When the state sidesteps land reform : alternative peasant strategies in Tungurahua, Ecuador
Sign inUNIVERSITY OF WISCONSIN AT MADISON. LAND TENURE CENTER (LTC)
Ecuador has not had a meaningful land reform, yet peasants have maintained a determined campaign to bring land into their own domain.
Forster, Nancy R. · 1989

Abstract
This report focuses primarily on two generations of peasants in Santa Lucia Arriva, Tungurahua Province, who have acquired land primarily through conversion of common grazing land or with capital earned during periods of labor migration. According to the report, the experience of these peasants directly challenges the Marxist-Leninist theory that minifundio holdings are not economically viable. Primarily as a result of regional and national economic conditions, many of the peasants were able to purchase enough land to maintain their status over the generations under study.
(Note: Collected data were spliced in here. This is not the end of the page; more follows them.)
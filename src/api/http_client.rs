use log::debug;
use reqwest::{Client, ClientBuilder, Response, StatusCode, Url};
use std::time::Duration;
use tokio::time::sleep;

use super::client::ClientConfig;
use crate::error::{PolsigError, Result};

/// Build the HTTP client shared by one source adapter
pub fn build_client(config: &ClientConfig) -> Result<Client> {
    ClientBuilder::new()
        .pool_max_idle_per_host(10)
        .pool_idle_timeout(Duration::from_secs(30))
        .timeout(Duration::from_secs(config.timeout))
        .tcp_keepalive(Duration::from_secs(60))
        .tcp_nodelay(true)
        .user_agent(config.user_agent.clone())
        .cookie_store(true)
        .use_rustls_tls()
        .build()
        .map_err(PolsigError::Network)
}

/// Join a base URL and a path without doubling slashes
pub fn endpoint(base: &str, path: &str) -> Result<Url> {
    let joined = format!(
        "{}/{}",
        base.trim_end_matches('/'),
        path.trim_start_matches('/')
    );
    Url::parse(&joined).map_err(|e| PolsigError::Parse(format!("Invalid URL {}: {}", joined, e)))
}

/// Build a URL with query parameters in the given order
pub fn with_params<K, V>(url: Url, params: &[(K, V)]) -> Url
where
    K: AsRef<str>,
    V: AsRef<str>,
{
    let mut url = url;
    {
        let mut pairs = url.query_pairs_mut();
        for (key, value) in params {
            pairs.append_pair(key.as_ref(), value.as_ref());
        }
    }
    url
}

/// Execute a GET with retry: 429, 5xx and transport failures are retried
/// with exponential backoff, other non-2xx statuses fail immediately.
pub async fn execute_with_retry(
    client: &Client,
    config: &ClientConfig,
    url: &Url,
) -> Result<Response> {
    let mut last_error = None;
    let mut retry_delay = Duration::from_millis(config.retry_base_delay);

    for attempt in 0..config.max_retries.max(1) {
        if attempt > 0 {
            debug!("Retrying {} (attempt {})", url, attempt + 1);
            sleep(retry_delay).await;
            retry_delay *= 2;
        }

        let error = match client.get(url.clone()).send().await {
            Ok(response) if response.status().is_success() => return Ok(response),
            Ok(response) => status_error(url, response.status()),
            Err(e) => PolsigError::Network(e),
        };
        if !error.is_retryable() {
            return Err(error);
        }
        last_error = Some(error);
    }

    Err(last_error
        .unwrap_or_else(|| PolsigError::Other("Request failed after all retries".to_string())))
}

fn status_error(url: &Url, status: StatusCode) -> PolsigError {
    if status == StatusCode::TOO_MANY_REQUESTS {
        PolsigError::RateLimit
    } else if status.is_server_error() {
        PolsigError::ServerError(format!("Server returned status {}", status))
    } else {
        PolsigError::api_error(
            status.as_u16().to_string(),
            format!("Request to {} failed with status {}", url.path(), status),
            None,
        )
    }
}

/// Fetch a body as text and reject HTML error pages served in place of JSON
pub async fn get_json_text(client: &Client, config: &ClientConfig, url: &Url) -> Result<String> {
    let response = execute_with_retry(client, config, url).await?;

    let is_html = response
        .headers()
        .get("content-type")
        .and_then(|v| v.to_str().ok())
        .map(|ct| ct.contains("text/html"))
        .unwrap_or(false);

    let text = response.text().await.map_err(PolsigError::Network)?;

    if is_html || text.trim_start().starts_with('<') {
        return Err(PolsigError::invalid_response(
            "HTML",
            "service returned HTML instead of JSON",
        ));
    }
    if text.trim().is_empty() {
        return Err(PolsigError::invalid_response("EMPTY", "service returned an empty body"));
    }
    Ok(text)
}

/// Fetch a body as text without content checks (RSS, XML)
pub async fn get_text(client: &Client, config: &ClientConfig, url: &Url) -> Result<String> {
    let response = execute_with_retry(client, config, url).await?;
    response.text().await.map_err(PolsigError::Network)
}

#[cfg(test)]
mod tests {
    use super::*;

    #[test]
    fn test_endpoint_joins_without_double_slash() {
        let url = endpoint("https://laws.e-gov.go.jp/api/2/", "/laws").unwrap();
        assert_eq!(url.as_str(), "https://laws.e-gov.go.jp/api/2/laws");
    }

    #[test]
    fn test_params_keep_insertion_order() {
        let url = endpoint("http://localhost", "getStatsData").unwrap();
        let url = with_params(url, &[("appId", "x"), ("statsDataId", "1"), ("limit", "5")]);
        assert_eq!(url.query(), Some("appId=x&statsDataId=1&limit=5"));
    }

    #[tokio::test]
    async fn test_html_body_is_rejected() {
        let mut server = mockito::Server::new_async().await;
        let _m = server
            .mock("GET", "/api")
            .with_status(200)
            .with_header("content-type", "text/html")
            .with_body("<html>maintenance</html>")
            .create_async()
            .await;

        let config = ClientConfig::default();
        let client = build_client(&config).unwrap();
        let url = endpoint(&server.url(), "api").unwrap();
        let err = get_json_text(&client, &config, &url).await.unwrap_err();
        assert!(matches!(err, PolsigError::UpstreamInvalidResponse { .. }));
    }

    #[tokio::test]
    async fn test_client_error_is_not_retried() {
        let mut server = mockito::Server::new_async().await;
        let m = server
            .mock("GET", "/missing")
            .with_status(404)
            .expect(1)
            .create_async()
            .await;

        let config = ClientConfig::default();
        let client = build_client(&config).unwrap();
        let url = endpoint(&server.url(), "missing").unwrap();
        let err = execute_with_retry(&client, &config, &url).await.unwrap_err();
        assert!(matches!(err, PolsigError::ApiError { .. }));
        m.assert_async().await;
    }

    #[tokio::test]
    async fn test_server_error_retries_then_fails() {
        let mut server = mockito::Server::new_async().await;
        let m = server
            .mock("GET", "/flaky")
            .with_status(503)
            .expect(2)
            .create_async()
            .await;

        let config = ClientConfig {
            max_retries: 2,
            retry_base_delay: 1,
            ..Default::default()
        };
        let client = build_client(&config).unwrap();
        let url = endpoint(&server.url(), "flaky").unwrap();
        let err = execute_with_retry(&client, &config, &url).await.unwrap_err();
        assert!(matches!(err, PolsigError::ServerError(_)));
        m.assert_async().await;
    }

    #[tokio::test]
    async fn test_rate_limit_is_retried() {
        let mut server = mockito::Server::new_async().await;
        let m = server
            .mock("GET", "/busy")
            .with_status(429)
            .expect(3)
            .create_async()
            .await;

        let config = ClientConfig {
            max_retries: 3,
            retry_base_delay: 1,
            ..Default::default()
        };
        let client = build_client(&config).unwrap();
        let url = endpoint(&server.url(), "busy").unwrap();
        let err = execute_with_retry(&client, &config, &url).await.unwrap_err();
        assert!(matches!(err, PolsigError::RateLimit));
        m.assert_async().await;
    }
}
A primary factor in their survival has been the absence of subsidies for large-scale, capital-intensive agriculture, which has encouraged large landowners to sell their property and turn to urban occupations. Moreover, Ecuador"s limited industrial development has prevented the massive peasant exodus to the cities experienced by many other Latin American countries. However, the tightening of the land market in recent decades suggests that the free market is unlikely to provide enough land for the peasant class in the future. Furthermore, agricultural expansion into the paramo, high-altitude grazing lands, has had high environmental costs, and continued degradation could threaten agriculture in the entire region.